Action item: Each entry needs to appear again, retyped exactly as it is below.

[Stored items]
use crate::messages::{NodeId, Packet, Proposal};
use crate::replica::{CheckpointHandle, PaxosError, Replica, ReplicaStatus, TimerTick, VoteOutcome};
use std::error::Error;
use std::fmt::Debug;
use tokio::sync::{mpsc, oneshot};

// Design choice: Log writes are synchronous inside the event loop. Only log streaming to a
// recovering peer runs off the loop, on a blocking task.
#[derive(Debug)]
pub(crate) enum Event {
    // Inbound protocol traffic, routed to the acceptor/learner or the leaders.
    Packet(Packet),

    // Application asks for a value to be agreed. Answered once the vote resolves.
    Submit(Proposal, Callback<VoteOutcome, PaxosError>),

    // Leader interaction timeouts, the recovery watchdog, and lease heartbeats.
    Timer(TimerTick),

    // Failure detector declared a member dead.
    MemberEvicted(NodeId),

    NewCheckpoint(Callback<CheckpointHandle, PaxosError>),
    CheckpointSaved(CheckpointHandle, Callback<(), PaxosError>),
    BringUpToDate(CheckpointHandle, Callback<bool, PaxosError>),
    Status(Callback<ReplicaStatus, PaxosError>),
    Shutdown(Callback<(), PaxosError>),
}

#[derive(Debug)]
pub(crate) struct Callback<O: Debug, E: Error>(oneshot::Sender<Result<O, E>>);

impl<O: Debug, E: Error> Callback<O, E> {
    #[cfg(test)]
    pub(crate) fn channel() -> (Self, oneshot::Receiver<Result<O, E>>) {
        let (tx, rx) = oneshot::channel();
        (Callback(tx), rx)
    }

    pub(crate) fn send(self, message: Result<O, E>) {
        let _ = self.0.send(message);
    }
}

#[derive(Clone)]
pub(crate) struct ActorClient {
    sender: mpsc::Sender<Event>,
}

/// Handle for timers and checkpoint handles, which must not keep the event loop alive.
#[derive(Clone)]
pub(crate) struct WeakActorClient {
    sender: mpsc::WeakSender<Event>,
}

impl ActorClient {
    pub(crate) fn new(buffer_size: usize) -> (Self, mpsc::Receiver<Event>) {
        let (tx, rx) = mpsc::channel(buffer_size);

        (ActorClient { sender: tx }, rx)
    }

    pub(crate) fn weak(&self) -> WeakActorClient {
        WeakActorClient {
            sender: self.sender.downgrade(),
        }
    }

    pub(crate) async fn submit(&self, proposal: Proposal) -> Result<VoteOutcome, PaxosError> {
        let (tx, rx) = oneshot::channel();
        self.send(Event::Submit(proposal, Callback(tx))).await?;

        Self::await_reply(rx).await
    }

    pub(crate) async fn packet_received(&self, packet: Packet) -> Result<(), PaxosError> {
        self.send(Event::Packet(packet)).await
    }

    pub(crate) async fn member_evicted(&self, node: NodeId) -> Result<(), PaxosError> {
        self.send(Event::MemberEvicted(node)).await
    }

    pub(crate) async fn new_checkpoint(&self) -> Result<CheckpointHandle, PaxosError> {
        let (tx, rx) = oneshot::channel();
        self.send(Event::NewCheckpoint(Callback(tx))).await?;

        Self::await_reply(rx).await
    }

    pub(crate) async fn checkpoint_saved(&self, handle: CheckpointHandle) -> Result<(), PaxosError> {
        let (tx, rx) = oneshot::channel();
        self.send(Event::CheckpointSaved(handle, Callback(tx))).await?;

        Self::await_reply(rx).await
    }

    pub(crate) async fn bring_up_to_date(&self, handle: CheckpointHandle) -> Result<bool, PaxosError> {
        let (tx, rx) = oneshot::channel();
        self.send(Event::BringUpToDate(handle, Callback(tx))).await?;

        Self::await_reply(rx).await
    }

    pub(crate) async fn status(&self) -> Result<ReplicaStatus, PaxosError> {
        let (tx, rx) = oneshot::channel();
        self.send(Event::Status(Callback(tx))).await?;

        Self::await_reply(rx).await
    }

    pub(crate) async fn shutdown(&self) -> Result<(), PaxosError> {
        let (tx, rx) = oneshot::channel();
        self.send(Event::Shutdown(Callback(tx))).await?;

        Self::await_reply(rx).await
    }

    async fn send(&self, event: Event) -> Result<(), PaxosError> {
        self.sender.send(event).await.map_err(|_| PaxosError::Stopped)
    }

    async fn await_reply<O>(rx: oneshot::Receiver<Result<O, PaxosError>>) -> Result<O, PaxosError> {
        // Dropped callback means the event loop went away mid-request.
        rx.await.unwrap_or(Err(PaxosError::Stopped))
    }
}

impl WeakActorClient {
    pub(crate) fn upgrade(&self) -> Option<ActorClient> {
        self.sender.upgrade().map(|sender| ActorClient { sender })
    }

    pub(crate) async fn timer_tick(&self, tick: TimerTick) {
        if let Some(client) = self.upgrade() {
            // Actor already gone, nobody cares about the tick.
            let _ = client.send(Event::Timer(tick)).await;
        }
    }
}

/// ReplicaActor is the replica logic in actor model. All protocol state lives in the one task
/// that runs `run_event_loop()`.
pub(crate) struct ReplicaActor {
    logger: slog::Logger,
    receiver: mpsc::Receiver<Event>,
    replica: Replica,
}

impl ReplicaActor {
    pub(crate) fn new(logger: slog::Logger, receiver: mpsc::Receiver<Event>, replica: Replica) -> Self {
        ReplicaActor {
            logger,
            receiver,
            replica,
        }
    }

    pub(crate) async fn run_event_loop(mut self) {
        while let Some(event) = self.receiver.recv().await {
            let is_shutdown = matches!(event, Event::Shutdown(_));
            self.handle_event(event);
            if is_shutdown {
                // Refuse anything new, but answer what's already queued.
                self.receiver.close();
            }
        }

        slog::info!(self.logger, "Replica event loop exited");
    }

    // This must NOT be async. Any long running work must be spawned on another task and/or come
    // back to this actor as an event.
    fn handle_event(&mut self, event: Event) {
        match event {
            Event::Packet(packet) => {
                self.replica.handle_packet(packet);
            }
            Event::Submit(proposal, callback) => {
                self.replica.submit(proposal, callback);
            }
            Event::Timer(tick) => {
                self.replica.timer_tick(tick);
            }
            Event::MemberEvicted(node) => {
                self.replica.member_evicted(node);
            }
            Event::NewCheckpoint(callback) => {
                callback.send(self.replica.new_checkpoint());
            }
            Event::CheckpointSaved(handle, callback) => {
                callback.send(self.replica.checkpoint_saved(handle));
            }
            Event::BringUpToDate(handle, callback) => {
                callback.send(self.replica.bring_up_to_date(handle));
            }
            Event::Status(callback) => {
                callback.send(self.replica.status());
            }
            Event::Shutdown(callback) => {
                self.replica.shutdown();
                callback.send(Ok(()));
            }
        }
    }
}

Written solution:
use crate::messages::{NodeId, Packet, Proposal};
use crate::replica::{CheckpointHandle, PaxosError, Replica, ReplicaStatus, TimerTick, VoteOutcome};
use std::error::Error;
use std::fmt::Debug;
use tokio::sync::{mpsc, oneshot};

// Design choice: Log writes are synchronous inside the event loop. Only log streaming to a
// recovering peer runs off the loop, on a blocking task.
#[derive(Debug)]
pub(crate) enum Event {
    // Inbound protocol traffic, routed to the acceptor/learner or the leaders.
    Packet(Packet),

    // Application asks for a value to be agreed. Answered once the vote resolves.
    Submit(Proposal, Callback<VoteOutcome, PaxosError>),

    // Leader interaction timeouts, the recovery watchdog, and lease heartbeats.
    Timer(TimerTick),

    // Failure detector declared a member dead.
    MemberEvicted(NodeId),

    NewCheckpoint(Callback<CheckpointHandle, PaxosError>),
    CheckpointSaved(CheckpointHandle, Callback<(), PaxosError>),
    BringUpToDate(CheckpointHandle, Callback<bool, PaxosError>),
    Status(Callback<ReplicaStatus, PaxosError>),
    Shutdown(Callback<(), PaxosError>),
}

#[derive(Debug)]
pub(crate) struct Callback<O: Debug, E: Error>(oneshot::Sender<Result<O, E>>);

impl<O: Debug, E: Error> Callback<O, E> {
    #[cfg(test)]
    pub(crate) fn channel() -> (Self, oneshot::Receiver<Result<O, E>>) {
        let (tx, rx) = oneshot::channel();
        (Callback(tx), rx)
    }

    pub(crate) fn send(self, message: Result<O, E>) {
        let _ = self.0.send(message);
    }
}

#[derive(Clone)]
pub(crate) struct ActorClient {
    sender: mpsc::Sender<Event>,
}

/// Handle for timers and checkpoint handles, which must not keep the event loop alive.
#[derive(Clone)]
pub(crate) struct WeakActorClient {
    sender: mpsc::WeakSender<Event>,
}

impl ActorClient {
    pub(crate) fn new(buffer_size: usize) -> (Self, mpsc::Receiver<Event>) {
        let (tx, rx) = mpsc::channel(buffer_size);

        (ActorClient { sender: tx }, rx)
    }

    pub(crate) fn weak(&self) -> WeakActorClient {
        WeakActorClient {
            sender: self.sender.downgrade(),
        }
    }

    pub(crate) async fn submit(&self, proposal: Proposal) -> Result<VoteOutcome, PaxosError> {
        let (tx, rx) = oneshot::channel();
        self.send(Event::Submit(proposal, Callback(tx))).await?;

        Self::await_reply(rx).await
    }

    pub(crate) async fn packet_received(&self, packet: Packet) -> Result<(), PaxosError> {
        self.send(Event::Packet(packet)).await
    }

    pub(crate) async fn member_evicted(&self, node: NodeId) -> Result<(), PaxosError> {
        self.send(Event::MemberEvicted(node)).await
    }

    pub(crate) async fn new_checkpoint(&self) -> Result<CheckpointHandle, PaxosError> {
        let (tx, rx) = oneshot::channel();
        self.send(Event::NewCheckpoint(Callback(tx))).await?;

        Self::await_reply(rx).await
    }

    pub(crate) async fn checkpoint_saved(&self, handle: CheckpointHandle) -> Result<(), PaxosError> {
        let (tx, rx) = oneshot::channel();
        self.send(Event::CheckpointSaved(handle, Callback(tx))).await?;

        Self::await_reply(rx).await
    }

    pub(crate) async fn bring_up_to_date(&self, handle: CheckpointHandle) -> Result<bool, PaxosError> {
        let (tx, rx) = oneshot::channel();
        self.send(Event::BringUpToDate(handle, Callback(tx))).await?;

        Self::await_reply(rx).await
    }

    pub(crate) async fn status(&self) -> Result<ReplicaStatus, PaxosError> {
        let (tx, rx) = oneshot::channel();
        self.send(Event::Status(Callback(tx))).await?;

        Self::await_reply(rx).await
    }

    pub(crate) async fn shutdown(&self) -> Result<(), PaxosError> {
        let (tx, rx) = oneshot::channel();
        self.send(Event::Shutdown(Callback(tx))).await?;

        Self::await_reply(rx).await
    }

    async fn send(&self, event: Event) -> Result<(), PaxosError> {
        self.sender.send(event).await.map_err(|_| PaxosError::Stopped)
    }

    async fn await_reply<O>(rx: oneshot::Receiver<Result<O, PaxosError>>) -> Result<O, PaxosError> {
        // Dropped callback means the event loop went away mid-request.
        rx.await.unwrap_or(Err(PaxosError::Stopped))
    }
}

impl WeakActorClient {
    pub(crate) fn upgrade(&self) -> Option<ActorClient> {
        self.sender.upgrade().map(|sender| ActorClient { sender })
    }

    pub(crate) async fn timer_tick(&self, tick: TimerTick) {
        if let Some(client) = self.upgrade() {
            // Actor already gone, nobody cares about the tick.
            let _ = client.send(Event::Timer(tick)).await;
        }
    }
}

/// ReplicaActor is the replica logic in actor model. All protocol state lives in the one task
/// that runs `run_event_loop()`.
pub(crate) struct ReplicaActor {
    logger: slog::Logger,
    receiver: mpsc::Receiver<Event>,
    replica: Replica,
}

impl ReplicaActor {
    pub(crate) fn new(logger: slog::Logger, receiver: mpsc::Receiver<Event>, replica: Replica) -> Self {
        ReplicaActor {
            logger,
            receiver,
            replica,
        }
    }

    pub(crate) async fn run_event_loop(mut self) {
        while let Some(event) = self.receiver.recv().await {
            let is_shutdown = matches!(event, Event::Shutdown(_));
            self.handle_event(event);
            if is_shutdown {
                // Refuse anything new, but answer what's already queued.
                self.receiver.close();
            }
        }

        slog::info!(self.logger, "Replica event loop exited");
    }

    // This must NOT be async. Any long running work must be spawned on another task and/or come
    // back to this actor as an event.
    fn handle_event(&mut self, event: Event) {
        match event {
            Event::Packet(packet) => {
                self.replica.handle_packet(packet);
            }
            Event::Submit(proposal, callback) => {
                self.replica.submit(proposal, callback);
            }
            Event::Timer(tick) => {
                self.replica.timer_tick(tick);
            }
            Event::MemberEvicted(node) => {
                self.replica.member_evicted(node);
            }
            Event::NewCheckpoint(callback) => {
                callback.send(self.replica.new_checkpoint());
            }
            Event::CheckpointSaved(handle, callback) => {
                callback.send(self.replica.checkpoint_saved(handle));
            }
            Event::BringUpToDate(handle, callback) => {
                callback.send(self.replica.bring_up_to_date(handle));
            }
            Event::Status(callback) => {
                callback.send(self.replica.status());
            }
            Event::Shutdown(callback) => {
                self.replica.shutdown();
                callback.send(Ok(()));
            }
        }
    }
}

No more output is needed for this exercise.